Eis os perigos da Árvore do Conhecimento do bem e do mal! A pessoa que adquiriu conhecimento sem o paralelo desenvolvimento da força moral, que ainda não ampliou a esfera de seu Ser para abraçar a comunidade e, deste modo, ainda não converteu seu egoísmo em amor, corre o risco inerente de usar inversamente a energia superior, dirigida para baixo, anormalmente, para grande prejuízo da humanidade.
Somente pessoas meramente “conhecedoras”, que não têm mantido harmonia no desenvolvimento dos chakras superiores e inferiores, poriam as elevadas manifestações do Ser, tais como literatura, teatro, cinema, arte, música, a serviço da energia mais baixa, a serviço da demagogia inescrupulosa, da sensualidade, do erotismo, concupiscência, sexualidade obscena e pornografia.

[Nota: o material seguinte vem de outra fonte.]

// SPDX-License-Identifier: MIT
// Copyright 2026 Roland Dreier <roland@rolandd.dev>

//! Subscription models and the finite vocabularies they are built from.
//!
//! The wire models keep plain strings (they round-trip through ServiceNow and
//! the webapp unchanged); the enums below are what validation parses them into.

use serde::{Deserialize, Serialize};
use std::fmt;
use std::str::FromStr;

/// Error returned when a wire string is not part of a vocabulary.
#[derive(Debug, Clone, PartialEq, Eq, thiserror::Error)]
#[error("unknown {kind} \"{value}\"")]
pub struct UnknownVariant {
    pub kind: &'static str,
    pub value: String,
}

impl UnknownVariant {
    fn new(kind: &'static str, value: &str) -> Self {
        Self {
            kind,
            value: value.to_string(),
        }
    }
}

// ─── Subscription type ───────────────────────────────────────

/// Scope of a subscription: one record, or every record of a type.
#[derive(Debug, Clone, Copy, PartialEq, Eq, Hash, Serialize, Deserialize)]
pub enum SubscriptionType {
    #[serde(rename = "record")]
    Record,
    /// Stored as `"object"` in ServiceNow.
    #[serde(rename = "object", alias = "bulk")]
    Bulk,
}

impl SubscriptionType {
    pub fn as_str(self) -> &'static str {
        match self {
            SubscriptionType::Record => "record",
            SubscriptionType::Bulk => "object",
        }
    }
}

impl FromStr for SubscriptionType {
    type Err = UnknownVariant;

    fn from_str(s: &str) -> Result<Self, Self::Err> {
        match s {
            "record" => Ok(SubscriptionType::Record),
            "object" | "bulk" => Ok(SubscriptionType::Bulk),
            other => Err(UnknownVariant::new("subscription type", other)),
        }
    }
}

impl fmt::Display for SubscriptionType {
    fn fmt(&self, f: &mut fmt::Formatter<'_>) -> fmt::Result {
        f.write_str(self.as_str())
    }
}

// ─── Record types ────────────────────────────────────────────

/// Record types that can be subscribed to.
#[derive(Debug, Clone, Copy, PartialEq, Eq, Hash)]
pub enum RecordType {
    Incident,
    Problem,
    ChangeRequest,
}

impl RecordType {
    pub fn as_str(self) -> &'static str {
        match self {
            RecordType::Incident => "incident",
            RecordType::Problem => "problem",
            RecordType::ChangeRequest => "change_request",
        }
    }

    pub fn display_name(self) -> &'static str {
        match self {
            RecordType::Incident => "Incident",
            RecordType::Problem => "Problem",
            RecordType::ChangeRequest => "Change Request",
        }
    }
}

impl FromStr for RecordType {
    type Err = UnknownVariant;

    fn from_str(s: &str) -> Result<Self, Self::Err> {
        match s {
            "incident" => Ok(RecordType::Incident),
            "problem" => Ok(RecordType::Problem),
            "change_request" => Ok(RecordType::ChangeRequest),
            other => Err(UnknownVariant::new("record type", other)),
        }
    }
}

/// Tables the search and lookup endpoints may read from.
#[derive(Debug, Clone, Copy, PartialEq, Eq, Hash)]
pub enum SearchableRecordType {
    Subscribable(RecordType),
    Knowledge,
    Task,
    ChangeTask,
    FollowOnTask,
}

impl SearchableRecordType {
    /// ServiceNow table name.
    pub fn table(self) -> &'static str {
        match self {
            SearchableRecordType::Subscribable(record_type) => record_type.as_str(),
            SearchableRecordType::Knowledge => "kb_knowledge",
            SearchableRecordType::Task => "task",
            SearchableRecordType::ChangeTask => "change_task",
            SearchableRecordType::FollowOnTask => "cert_follow_on_task",
        }
    }
}

impl FromStr for SearchableRecordType {
    type Err = UnknownVariant;

    fn from_str(s: &str) -> Result<Self, Self::Err> {
        match s {
            "kb_knowledge" => Ok(SearchableRecordType::Knowledge),
            "task" => Ok(SearchableRecordType::Task),
            "change_task" => Ok(SearchableRecordType::ChangeTask),
            "cert_follow_on_task" => Ok(SearchableRecordType::FollowOnTask),
            other => other
                .parse::<RecordType>()
                .map(SearchableRecordType::Subscribable)
                .map_err(|_| UnknownVariant::new("record type", other)),
        }
    }
}

// ─── Events ──────────────────────────────────────────────────

/// Record changes a subscription can be notified about.
#[derive(Debug, Clone, Copy, PartialEq, Eq, Hash)]
pub enum SubscriptionEvent {
    Created,
    Priority,
    State,
    Commented,
    AssignedTo,
    AssignmentGroup,
}

impl SubscriptionEvent {
    pub const ALL: [SubscriptionEvent; 6] = [
        SubscriptionEvent::Created,
        SubscriptionEvent::Priority,
        SubscriptionEvent::State,
        SubscriptionEvent::Commented,
        SubscriptionEvent::AssignedTo,
        SubscriptionEvent::AssignmentGroup,
    ];

    pub fn as_str(self) -> &'static str {
        match self {
            SubscriptionEvent::Created => "created",
            SubscriptionEvent::Priority => "priority",
            SubscriptionEvent::State => "state",
            SubscriptionEvent::Commented => "commented",
            SubscriptionEvent::AssignedTo => "assigned_to",
            SubscriptionEvent::AssignmentGroup => "assignment_group",
        }
    }

    /// Label shown in notifications.
    pub fn label(self) -> &'static str {
        match self {
            SubscriptionEvent::Created => "New record created",
            SubscriptionEvent::Priority => "Priority changed",
            SubscriptionEvent::State => "State changed",
            SubscriptionEvent::Commented => "New comment",
            SubscriptionEvent::AssignedTo => "Assigned to changed",
            SubscriptionEvent::AssignmentGroup => "Assignment group changed",
        }
    }

    /// Label for a raw event key; unknown keys get an empty label.
    pub fn label_for(key: &str) -> &'static str {
        key.parse::<SubscriptionEvent>()
            .map(SubscriptionEvent::label)
            .unwrap_or("")
    }

    /// Parse a comma-joined event list. Blank entries are ignored.
    pub fn parse_list(events: &str) -> Result<Vec<SubscriptionEvent>, UnknownVariant> {
        events
            .split(',')
            .map(str::trim)
            .filter(|e| !e.is_empty())
            .map(str::parse)
            .collect()
    }
}

impl FromStr for SubscriptionEvent {
    type Err = UnknownVariant;

    fn from_str(s: &str) -> Result<Self, Self::Err> {
        SubscriptionEvent::ALL
            .into_iter()
            .find(|event| event.as_str() == s)
            .ok_or_else(|| UnknownVariant::new("subscription event", s))
    }
}

// ─── Wire models ─────────────────────────────────────────────

/// Subscription as written to ServiceNow (create and edit).
#[derive(Debug, Clone, PartialEq, Eq, Serialize, Deserialize)]
pub struct SubscriptionPayload {
    #[serde(default)]
    pub channel_id: String,
    #[serde(default)]
    pub user_id: String,
    #[serde(rename = "type", default)]
    pub subscription_type: String,
    #[serde(default)]
    pub record_type: String,
    #[serde(default, skip_serializing_if = "Option::is_none")]
    pub record_id: Option<String>,
    /// Comma-joined event names
    #[serde(default)]
    pub subscription_events: String,
    #[serde(default)]
    pub server_url: String,
    #[serde(default = "default_is_active")]
    pub is_active: bool,
}

fn default_is_active() -> bool {
    true
}

/// Validated view of a [`SubscriptionPayload`].
#[derive(Debug, Clone, PartialEq, Eq)]
pub struct SubscriptionKey<'a> {
    pub channel_id: &'a str,
    pub subscription_type: SubscriptionType,
    pub record_type: RecordType,
    /// Present iff the subscription type is `Record`.
    pub record_id: Option<&'a str>,
    pub server_url: &'a str,
}

impl SubscriptionPayload {
    /// Check the payload invariants and return the duplicate-check key.
    pub fn validate(&self) -> Result<SubscriptionKey<'_>, String> {
        if self.channel_id.trim().is_empty() {
            return Err("channel ID should not be empty".to_string());
        }
        if self.server_url.trim().is_empty() {
            return Err("server URL should not be empty".to_string());
        }

        let subscription_type: SubscriptionType = self
            .subscription_type
            .parse()
            .map_err(|e: UnknownVariant| e.to_string())?;
        let record_type: RecordType = self
            .record_type
            .parse()
            .map_err(|e: UnknownVariant| e.to_string())?;

        let record_id = self.record_id.as_deref().filter(|id| !id.trim().is_empty());
        match (subscription_type, record_id) {
            (SubscriptionType::Record, None) => {
                return Err("record ID should not be empty for record subscriptions".to_string())
            }
            (SubscriptionType::Bulk, Some(_)) => {
                return Err("record ID is not allowed for bulk subscriptions".to_string())
            }
            _ => {}
        }

        let events = SubscriptionEvent::parse_list(&self.subscription_events)
            .map_err(|e| e.to_string())?;
        if events.is_empty() {
            return Err("at least one subscription event is required".to_string());
        }

        Ok(SubscriptionKey {
            channel_id: &self.channel_id,
            subscription_type,
            record_type,
            record_id,
            server_url: &self.server_url,
        })
    }
}

/// Subscription as read back from ServiceNow, with the record summary.
#[derive(Debug, Clone, PartialEq, Eq, Serialize, Deserialize)]
pub struct SubscriptionResponse {
    pub sys_id: String,
    #[serde(default)]
    pub user_id: String,
    #[serde(default)]
    pub channel_id: String,
    #[serde(rename = "type", default)]
    pub subscription_type: String,
    #[serde(default)]
    pub record_type: String,
    #[serde(default)]
    pub record_id: String,
    #[serde(default)]
    pub subscription_events: String,
    #[serde(default)]
    pub server_url: String,
    /// ServiceNow returns booleans as strings ("true"/"false")
    #[serde(default)]
    pub is_active: String,
    #[serde(default)]
    pub number: String,
    #[serde(default)]
    pub short_description: String,
}
// SPDX-License-Identifier: MIT
// Copyright 2026 Roland Dreier <roland@rolandd.dev>

//! HTTP route handlers.

pub mod api;
pub mod auth;
pub mod webhook;

use crate::middleware::auth::require_user;
use crate::AppState;
use axum::{middleware, routing::get, Json, Router};
use serde::Serialize;
use std::sync::Arc;
use tower_http::trace::{DefaultMakeSpan, DefaultOnResponse, TraceLayer};
use tracing::Level;

#[derive(Serialize)]
pub struct HealthResponse {
    pub status: String,
    pub build_id: String,
}

/// Health check response
async fn health_check() -> Json<HealthResponse> {
    let build_id = option_env!("BUILD_ID").unwrap_or("unknown").to_string();
    Json(HealthResponse {
        status: "ok".to_string(),
        build_id,
    })
}

/// Build the complete router with all routes.
pub fn create_router(state: Arc<AppState>) -> Router {
    // Public routes (webhook secret or OAuth state checked by the handlers)
    let public_routes = Router::new()
        .route("/health", get(health_check))
        .merge(auth::routes())
        .merge(webhook::routes());

    // Protected routes (connected user required)
    let protected_routes =
        api::routes().route_layer(middleware::from_fn_with_state(state.clone(), require_user));

    Router::new()
        .merge(public_routes)
        .merge(protected_routes)
        .layer(
            TraceLayer::new_for_http()
                .make_span_with(DefaultMakeSpan::new().level(Level::INFO))
                .on_response(DefaultOnResponse::new().level(Level::INFO)),
        )
        .with_state(state)
}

Os animais não podem pecar sexualmente. Quando são excitados pela força sadia da natureza, usam-na naturalmente; procriam a descendência e também usufruem dos prazeres da sexualidade sadia. O homem, no entanto, usa a razão para descobrir todas as espécies de métodos de excitação dos órgãos sensoriais, mesmo contrários a sua vontade, do titilá-los simplesmente para gozar, até a luxúria perversa.
Os órgãos sadios se enfraquecem e degeneram, porque têm de continuar proporcionando prazer além de sua força normal.
Naturalmente os habitantes do submundo exploram as fraquezas humanas pelas mais sórdidas espécies de negócios, tais como antros de drogas e outros estabelecimentos sórdidos do submundo.
Aqueles que, por motivos de infelicidade ou dependência ao prazer (que também é radicado em infelicidade), dirigem a energia vital para os órgãos sexuais, os quais solicitam gratificação sempre renovada como resultado da titilação constante, têm cada vez menos energia para as funções dos órgãos superiores que servem à espiritualidade.
O resultado é a debilitação da força de vontade, constante sensação de apreensão, astenia física e mental, resistência diminuída, inatividade e incapacidade para a vida. Assim o homem tem confiscada sua aptidão espiritual superior, declina na sensibilidade e se extingue.